SAGE, District Judge.

This case is before the court upon exceptions to the commissioner’s report. Exceptions are filed by libelant, and also by respondents.

The case was brought by the Huron Barge Company, as owner of the steamer Pathfinder and her consort, the Sagamore, a tow barge, against Turney and Jones, upon a contract of charter party, made in the fall of 1893, whereby said two vessels were to transport cargoes of coal for respondents from Cleveland, Ohio, to Manitowoc, Mich. Respondents were to furnish separate docks for the vessels, and load them at Cleveland in three days, and furnish them with separate docks at Manitowoc, and unload them in two days.

Upon the hearing before Judge Ricks, he found the charter to be as stated above, and that its terms were not complied with by respondents. A decree was entered against respondents, and the case referred to the commissioner to ascertain the amount of the damage.

The only questions left by the court to be determined by the commissioner were: First, how long the vessels were delayed at Cleveland and Manitowoc beyond the time fixed by the charter; and, second, the value of the time of the vessels, so lost, which is the proper measure of the damage suffered by the libelant by reason of the breach of the charter party.

The entire evidence adduced at the hearing was, by stipulation, to be treated as evidence before the commissioner.- The respondents offered no additional evidence before the commissioner.
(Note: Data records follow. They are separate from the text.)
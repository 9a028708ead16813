use async_trait::async_trait;
use keepalive::config::CounterConfig;
use keepalive::errors::{KeepaliveError, Result};
use keepalive::runtime::run_until;
use keepalive::store::{CounterStore, MemoryCounterStore};
use keepalive::system::ShutdownSignal;
use std::sync::Arc;
use std::sync::atomic::{AtomicUsize, Ordering};
use std::time::Duration;
use tokio::sync::oneshot;

/// 模拟不可达的 Redis
#[derive(Default)]
struct UnreachableStore {
    incr_calls: AtomicUsize,
    close_calls: AtomicUsize,
}

#[async_trait]
impl CounterStore for UnreachableStore {
    async fn incr(&self, _key: &str) -> Result<i64> {
        self.incr_calls.fetch_add(1, Ordering::SeqCst);
        Err(KeepaliveError::redis_connection("Connection refused (os error 111)"))
    }

    async fn close(&self) -> Result<()> {
        self.close_calls.fetch_add(1, Ordering::SeqCst);
        Ok(())
    }

    fn backend_name(&self) -> &'static str {
        "unreachable"
    }
}

/// 关闭时报错的存储
#[derive(Default)]
struct FailingCloseStore {
    inner: MemoryCounterStore,
}

#[async_trait]
impl CounterStore for FailingCloseStore {
    async fn incr(&self, key: &str) -> Result<i64> {
        self.inner.incr(key).await
    }

    async fn close(&self) -> Result<()> {
        Err(KeepaliveError::redis_connection("broken pipe"))
    }

    fn backend_name(&self) -> &'static str {
        "failing-close"
    }
}

fn signal_on(rx: oneshot::Receiver<()>) -> impl Future<Output = Result<ShutdownSignal>> {
    async move {
        let _ = rx.await;
        Ok(ShutdownSignal::Terminate)
    }
}

#[cfg(test)]
mod keepalive_lifecycle_tests {
    use super::*;

    #[tokio::test(start_paused = true)]
    async fn test_each_tick_increments_counter_once() {
        let store = Arc::new(MemoryCounterStore::new());
        let (tx, rx) = oneshot::channel();

        let handle = {
            let store = Arc::clone(&store);
            tokio::spawn(async move {
                run_until(store, &CounterConfig::default(), signal_on(rx)).await
            })
        };

        // 首次 tick 在一个完整周期之后
        tokio::time::sleep(Duration::from_secs(30)).await;
        assert_eq!(store.get("counter"), None);

        tokio::time::sleep(Duration::from_secs(60)).await;
        assert_eq!(store.get("counter"), Some(1));

        tokio::time::sleep(Duration::from_secs(120)).await;
        assert_eq!(store.get("counter"), Some(3));

        tx.send(()).unwrap();
        let stats = tokio_test::assert_ok!(handle.await.unwrap());

        assert_eq!(stats.ticks(), 3);
        assert_eq!(stats.failures(), 0);
        assert_eq!(stats.last_value(), Some(3));
        assert!(store.is_closed());
    }

    #[tokio::test(start_paused = true)]
    async fn test_custom_key_and_interval() {
        let store = Arc::new(MemoryCounterStore::new());
        let (tx, rx) = oneshot::channel();
        let counter = CounterConfig {
            key: "heartbeat".to_string(),
            interval_secs: 5,
            timeout_ms: 100,
        };

        let handle = {
            let store = Arc::clone(&store);
            tokio::spawn(async move { run_until(store, &counter, signal_on(rx)).await })
        };

        tokio::time::sleep(Duration::from_secs(26)).await;
        tx.send(()).unwrap();
        handle.await.unwrap().unwrap();

        assert_eq!(store.get("heartbeat"), Some(5));
        assert_eq!(store.get("counter"), None);
    }

    #[tokio::test(start_paused = true)]
    async fn test_unreachable_store_keeps_running() {
        let store = Arc::new(UnreachableStore::default());
        let (tx, rx) = oneshot::channel();

        let handle = {
            let store = Arc::clone(&store);
            tokio::spawn(async move {
                run_until(store, &CounterConfig::default(), signal_on(rx)).await
            })
        };

        tokio::time::sleep(Duration::from_secs(3 * 60 + 1)).await;
        assert_eq!(store.incr_calls.load(Ordering::SeqCst), 3);
        assert!(!handle.is_finished());

        tx.send(()).unwrap();
        let stats = handle.await.unwrap().unwrap();

        assert_eq!(stats.ticks(), 3);
        assert_eq!(stats.failures(), 3);
        assert_eq!(stats.last_value(), None);
        assert_eq!(store.close_calls.load(Ordering::SeqCst), 1);
    }

    #[tokio::test(start_paused = true)]
    async fn test_close_failure_is_not_fatal() {
        let store = Arc::new(FailingCloseStore::default());
        let (tx, rx) = oneshot::channel();

        let handle = {
            let store = Arc::clone(&store);
            tokio::spawn(async move {
                run_until(store, &CounterConfig::default(), signal_on(rx)).await
            })
        };

        tokio::time::sleep(Duration::from_secs(61)).await;
        tx.send(()).unwrap();

        let stats = tokio_test::assert_ok!(handle.await.unwrap());
        assert_eq!(stats.ticks(), 1);
        assert_eq!(store.inner.get("counter"), Some(1));
    }

    #[tokio::test]
    async fn test_signal_error_still_closes_store() {
        let store = Arc::new(MemoryCounterStore::new());

        let result = run_until(
            Arc::clone(&store) as Arc<dyn CounterStore>,
            &CounterConfig::default(),
            async { Err(KeepaliveError::signal_operation("no signal support")) },
        )
        .await;

        assert!(matches!(result, Err(KeepaliveError::SignalOperation(_))));
        assert!(store.is_closed());
        assert_eq!(store.get("counter"), None);
    }

    #[tokio::test]
    async fn test_shutdown_is_prompt() {
        let store = Arc::new(MemoryCounterStore::new());

        let started = std::time::Instant::now();
        let stats = run_until(
            Arc::clone(&store) as Arc<dyn CounterStore>,
            &CounterConfig::default(),
            async { Ok(ShutdownSignal::Interrupt) },
        )
        .await
        .unwrap();

        assert!(started.elapsed() < Duration::from_secs(1));
        assert_eq!(stats.ticks(), 0);
        assert!(store.is_closed());
    }
}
The case is now before the court upon the testimony taken before the commissioner on behalf of the libelant, and so much of the testimony which was before the court at the hearing as is relevant to the question of delay and the conditions of navigation during that time. The commissioner finds that the vessels were delayed at Cleveland and Manitowoc seven days beyond the time when they should have been loaded under the charter. But for that delay, the vessels would have been unloaded at Manitow’oc, and free for other uses, on the afternoon of November 28, 1893. By reason of the delay, they did not get away from Manitowoc until December 5th,— seven days later.
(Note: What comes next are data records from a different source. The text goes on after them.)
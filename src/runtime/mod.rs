//! Process lifecycle
//!
//! Startup builds the config and store once, the keepalive loop runs on a
//! spawned task, and the main routine waits for a termination signal before
//! cancelling the loop and closing the store.

pub mod lifetime;

use std::future::Future;
use std::sync::Arc;
use tokio_util::sync::CancellationToken;
use tracing::{debug, error, info};

use crate::config::CounterConfig;
use crate::errors::Result;
use crate::keepalive::{Keepalive, KeepaliveStats};
use crate::store::CounterStore;
use crate::system::{ShutdownSignal, wait_for_shutdown_signal};
use lifetime::startup::{StartupContext, prepare_startup};

/// Run the whole program until SIGINT or SIGTERM.
pub async fn run() -> Result<()> {
    let StartupContext {
        config,
        store,
        log_guard: _log_guard,
    } = prepare_startup()?;

    run_until(store, &config.counter, wait_for_shutdown_signal()).await?;
    Ok(())
}

/// Run the keepalive loop until `shutdown_signal` resolves, then shut down.
///
/// An error from `shutdown_signal` still triggers a full shutdown and is
/// returned afterwards.
pub async fn run_until<F>(
    store: Arc<dyn CounterStore>,
    counter: &CounterConfig,
    shutdown_signal: F,
) -> Result<Arc<KeepaliveStats>>
where
    F: Future<Output = Result<ShutdownSignal>>,
{
    let keepalive = Keepalive::new(Arc::clone(&store), counter);
    let stats = keepalive.stats();
    let token = CancellationToken::new();

    let task = {
        let token = token.clone();
        tokio::spawn(async move { keepalive.run(token).await })
    };
    debug!("Keepalive task spawned");

    let received = shutdown_signal.await;
    match &received {
        Ok(signal) => info!("{} received, shutting down...", signal),
        Err(e) => error!("{}, shutting down...", e),
    }

    lifetime::shutdown::shutdown(token, task, store).await;

    info!(
        "Keepalive stopped after {} ticks ({} failed)",
        stats.ticks(),
        stats.failures()
    );

    received.map(|_| stats)
}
The commissioner finds that the claim for delay is just, and that, had the vessels been loaded and unloaded as agreed, the libelants could have received cargo at Chicago, and delivered it at Buffalo before the expiration of their insurance; that the libelants claimed that it was their intention to take the cargo from Chicago to Buffalo, and discharge it, and then bring their vessels to Cleveland, and lay them up, unless they should receive a good rate for the winter storage of grain at Buffalo.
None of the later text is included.